Women’s Paradise and Lesbian Limbo: Renée Vivien and Christine de Pizan as Readers of Dante

Publication typeJournal Article
Publication date2024-12-06
Journal: Neophilologus
scimago Q1
SJR0.180
CiteScore0.5
Impact factor0.2
ISSN00282677, 15728668
Abstract
Despite living and writing roughly four centuries apart, Anglo-French poet Renée Vivien (1877–1909) and Italian-French poet and philosopher Christine de Pizan (ca. 1364–1430?) share several similar biographical and literary characteristics. Most significantly, both women produced texts that have been described as feminist or proto-feminist utopian genealogies avant la lettre: Christine de Pizan, in her Livre de la cité des dames (1405); Renée Vivien, in her poetry and translations of Sappho and other ancient Greek women poets (1901–1909).
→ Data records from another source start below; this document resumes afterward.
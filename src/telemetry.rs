//! Telemetry metric name constants.
//!
//! Centralised metric names for the edge layer. Consumers install their own
//! `metrics` recorder (e.g. prometheus); without a recorder installed, all
//! metric calls are no-ops.
//!
//! # Metric naming conventions
//!
//! All metrics are prefixed with `ojeomneo_`. Counters end in `_total`,
//! histograms use meaningful units (e.g. `_seconds`).
//!
//! # Common labels
//!
//! - `status`: outcome: "allowed" / "limited", or "ok" / "fallback"
//! - `operation`: store operation: "get", "set", "scan", "delete"

/// Requests evaluated by the rate limiter.
///
/// Labels: `status` ("allowed" | "limited").
pub const RATELIMIT_REQUESTS_TOTAL: &str = "ojeomneo_ratelimit_requests_total";

/// Requests let through unchecked because the store failed.
pub const RATELIMIT_FAIL_OPEN_TOTAL: &str = "ojeomneo_ratelimit_fail_open_total";

/// Response cache hits.
pub const CACHE_HITS_TOTAL: &str = "ojeomneo_cache_hits_total";

/// Response cache misses (including store errors and corrupt payloads).
pub const CACHE_MISSES_TOTAL: &str = "ojeomneo_cache_misses_total";

/// Response cache store latency in seconds.
///
/// Labels: `operation` ("get" | "set").
pub const CACHE_OPERATION_DURATION_SECONDS: &str = "ojeomneo_cache_operation_duration_seconds";

/// Response cache keys removed by invalidation.
pub const CACHE_INVALIDATED_KEYS_TOTAL: &str = "ojeomneo_cache_invalidated_keys_total";

/// Store operations that failed or timed out.
///
/// Labels: `operation`.
pub const STORE_ERRORS_TOTAL: &str = "ojeomneo_store_errors_total";

/// Reasoning cache hits.
pub const REASON_CACHE_HITS_TOTAL: &str = "ojeomneo_reason_cache_hits_total";

/// Reasoning cache misses.
pub const REASON_CACHE_MISSES_TOTAL: &str = "ojeomneo_reason_cache_misses_total";

/// Reason generation attempts.
///
/// Labels: `status` ("ok" | "fallback").
pub const REASON_GENERATIONS_TOTAL: &str = "ojeomneo_reason_generations_total";
//! HTTP service assembly for `ojeomd`.
//!
//! This module provides:
//! - Configuration types (`config`)
//! - [`App`]: component construction from a [`Config`] and the axum router
//!   with the edge layers applied
//! - [`App::serve`]: serving with graceful shutdown and a supervised
//!   reasoning-cache sweeper
//!
//! Routes, relative to `server.base_path`:
//! - `GET /healthcheck`
//! - `POST /recommendations/reasons` with `{mood, keywords, candidates}`

pub mod config;

use std::future::Future;
use std::net::SocketAddr;
use std::sync::Arc;
use std::time::Duration;

use axum::extract::{Request, State};
use axum::http::StatusCode;
use axum::middleware::{Next, from_fn_with_state};
use axum::response::{IntoResponse, Response};
use axum::routing::{get, post};
use axum::{Json, Router};
use serde::{Deserialize, Serialize};
use tokio::net::TcpListener;
use tokio::time::Instant;
use tracing::{info, warn};

use crate::store::KvStore;
use crate::{
    DistributedRateLimiter, DistributedResponseCache, EdgeError, EdgeLayers, ReasonGenerator,
    ReasoningCache, RecommendationOrchestrator, Result,
};

pub use config::Config;

/// Shared handler state.
#[derive(Clone)]
pub struct AppState {
    pub orchestrator: Arc<RecommendationOrchestrator>,
    pub store_name: Option<String>,
    pub request_timeout: Duration,
}

/// Body of `POST /recommendations/reasons`.
#[derive(Debug, Clone, Deserialize)]
pub struct ReasonsRequest {
    pub mood: String,
    #[serde(default)]
    pub keywords: Vec<String>,
    pub candidates: Vec<String>,
}

/// Reasons in candidate order.
#[derive(Debug, Clone, Serialize, Deserialize)]
pub struct ReasonsResponse {
    pub reasons: Vec<String>,
}

#[derive(Debug, Serialize)]
struct HealthResponse {
    status: &'static str,
    store: Option<String>,
}

/// Assembled service: router plus the components that outlive a request.
pub struct App {
    router: Router,
    reasoning_cache: Arc<ReasoningCache>,
}

impl App {
    /// Build every component from `config`.
    ///
    /// `store` is shared by the rate limiter and the response cache; without
    /// one both are skipped.
    pub fn build(
        config: &Config,
        store: Option<Arc<dyn KvStore>>,
        generator: Arc<dyn ReasonGenerator>,
    ) -> Result<Self> {
        let reasoning_cache = Arc::new(ReasoningCache::new(config.reasoning_cache_config())?);
        let orchestrator = RecommendationOrchestrator::new(Arc::clone(&reasoning_cache), generator)
            .generation_timeout(config.generation_timeout());

        let mut layers = EdgeLayers::new();
        if store.is_some() && config.rate_limit.enabled {
            let limiter = DistributedRateLimiter::new(store.clone(), config.rate_limit_config()?)?;
            layers = layers.rate_limiter(Arc::new(limiter));
        }
        if store.is_some() && config.response_cache.enabled {
            let cache =
                DistributedResponseCache::new(store.clone(), config.response_cache_config()?)?;
            layers = layers.response_cache(Arc::new(cache));
        }

        let state = AppState {
            orchestrator: Arc::new(orchestrator),
            store_name: store.as_ref().map(|s| s.name().to_string()),
            request_timeout: config.request_timeout(),
        };
        let router = layers.apply(routes(state, &config.server.base_path));

        Ok(Self {
            router,
            reasoning_cache,
        })
    }

    /// The fully layered router.
    pub fn router(&self) -> Router {
        self.router.clone()
    }

    pub fn reasoning_cache(&self) -> &Arc<ReasoningCache> {
        &self.reasoning_cache
    }

    /// Serve on `listener` until `shutdown` resolves, then stop the sweeper.
    pub async fn serve<F>(self, listener: TcpListener, shutdown: F) -> Result<()>
    where
        F: Future<Output = ()> + Send + 'static,
    {
        let sweeper = self.reasoning_cache.spawn_sweeper();
        let result = axum::serve(
            listener,
            self.router
                .into_make_service_with_connect_info::<SocketAddr>(),
        )
        .with_graceful_shutdown(shutdown)
        .await;

        sweeper.shutdown().await;
        info!("server stopped");
        result.map_err(|e| EdgeError::Http(format!("server error: {e}")))
    }
}

/// Build the unlayered routes under `base_path`.
pub fn routes(state: AppState, base_path: &str) -> Router {
    let request_timeout = state.request_timeout;
    Router::new()
        .route(&format!("{base_path}/healthcheck"), get(healthcheck))
        .route(
            &format!("{base_path}/recommendations/reasons"),
            post(generate_reasons),
        )
        .layer(from_fn_with_state(request_timeout, timeout_requests))
        .with_state(state)
}

async fn healthcheck(State(state): State<AppState>) -> Json<HealthResponse> {
    Json(HealthResponse {
        status: "ok",
        store: state.store_name,
    })
}

async fn generate_reasons(
    State(state): State<AppState>,
    Json(request): Json<ReasonsRequest>,
) -> Json<ReasonsResponse> {
    // Leave a little headroom under the request timeout for serialisation.
    let deadline = Instant::now() + state.request_timeout.mul_f32(0.9);
    let reasons = state
        .orchestrator
        .generate_rationales_within(
            &request.mood,
            &request.keywords,
            &request.candidates,
            Some(deadline),
        )
        .await;
    Json(ReasonsResponse { reasons })
}

async fn timeout_requests(State(after): State<Duration>, request: Request, next: Next) -> Response {
    let path = request.uri().path().to_string();
    match tokio::time::timeout(after, next.run(request)).await {
        Ok(response) => response,
        Err(_) => {
            warn!(path, ?after, "request timed out");
            StatusCode::REQUEST_TIMEOUT.into_response()
        }
    }
}

/// Resolves on Ctrl+C or SIGTERM.
pub async fn shutdown_signal() {
    let ctrl_c = async {
        if let Err(e) = tokio::signal::ctrl_c().await {
            warn!(error = %e, "failed to install Ctrl+C handler");
            std::future::pending::<()>().await;
        }
        info!("received Ctrl+C, shutting down");
    };

    #[cfg(unix)]
    let terminate = async {
        use tokio::signal::unix::{SignalKind, signal};
        match signal(SignalKind::terminate()) {
            Ok(mut sigterm) => {
                sigterm.recv().await;
                info!("received terminate signal, shutting down");
            }
            Err(e) => {
                warn!(error = %e, "failed to install SIGTERM handler");
                std::future::pending::<()>().await;
            }
        }
    };

    #[cfg(not(unix))]
    let terminate = std::future::pending::<()>();

    tokio::select! {
        _ = ctrl_c => {},
        _ = terminate => {},
    }
}

#[cfg(test)]
mod tests {
    use super::*;
    use crate::recommend::ChatReasonGenerator;
    use crate::store::MemoryStore;
    use axum::body::{Body, to_bytes};
    use tower::ServiceExt;

    fn app(store: Option<Arc<dyn KvStore>>) -> App {
        let generator: Arc<dyn ReasonGenerator> =
            Arc::new(ChatReasonGenerator::new(None::<String>, "test"));
        App::build(&Config::default(), store, generator).unwrap()
    }

    #[tokio::test]
    async fn healthcheck_reports_store() {
        let store: Arc<dyn KvStore> = Arc::new(MemoryStore::new());
        let response = app(Some(store))
            .router()
            .oneshot(
                http::Request::builder()
                    .uri("/ojeomneo/v1/healthcheck")
                    .body(Body::empty())
                    .unwrap(),
            )
            .await
            .unwrap();
        assert_eq!(response.status(), StatusCode::OK);
        // Exempt from rate limiting and caching.
        assert!(response.headers().get("x-ratelimit-limit").is_none());
        assert!(response.headers().get("x-cache").is_none());

        let body = to_bytes(response.into_body(), usize::MAX).await.unwrap();
        let json: serde_json::Value = serde_json::from_slice(&body).unwrap();
        assert_eq!(json["status"], "ok");
        assert_eq!(json["store"], "memory");
    }

    #[tokio::test]
    async fn reasons_endpoint_keeps_order() {
        let response = app(None)
            .router()
            .oneshot(
                http::Request::builder()
                    .method("POST")
                    .uri("/ojeomneo/v1/recommendations/reasons")
                    .header("content-type", "application/json")
                    .body(Body::from(
                        r#"{"mood":"피곤함","keywords":["국물"],"candidates":["냉면","비빔밥"]}"#,
                    ))
                    .unwrap(),
            )
            .await
            .unwrap();
        assert_eq!(response.status(), StatusCode::OK);

        let body = to_bytes(response.into_body(), usize::MAX).await.unwrap();
        let parsed: ReasonsResponse = serde_json::from_slice(&body).unwrap();
        assert_eq!(parsed.reasons.len(), 2);
        assert!(parsed.reasons[0].starts_with("시원한 육수"));
        assert!(parsed.reasons[1].starts_with("비빔밥"));
    }
}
In this paper, I argue that these utopian genealogies share an intertext: the Comedia of Dante Alighieri. If, as medievalists have suggested, Dante’s representation of the poet Virgil and the noblewoman Beatrice as his literary and spiritual guides inspired Christine de Pizan’s search for women such as the Cumaean Sibyl as mentors of her own, it is likely that Renée Vivien’s veneration of Sappho can also be traced to her reading of Dante, whose Comedia she attempted to translate in her adolescence. And if Christine de Pizan saw the city of ladies as a Paradise for women who wished to preserve their chastity, Renée Vivien imagined Mytilene, the city of Sappho on the island of Lesbos, as a Limbo for a new kind of “pagan”: lesbians like herself, whose love for women, she believed, placed them outside the bounds of Christian law.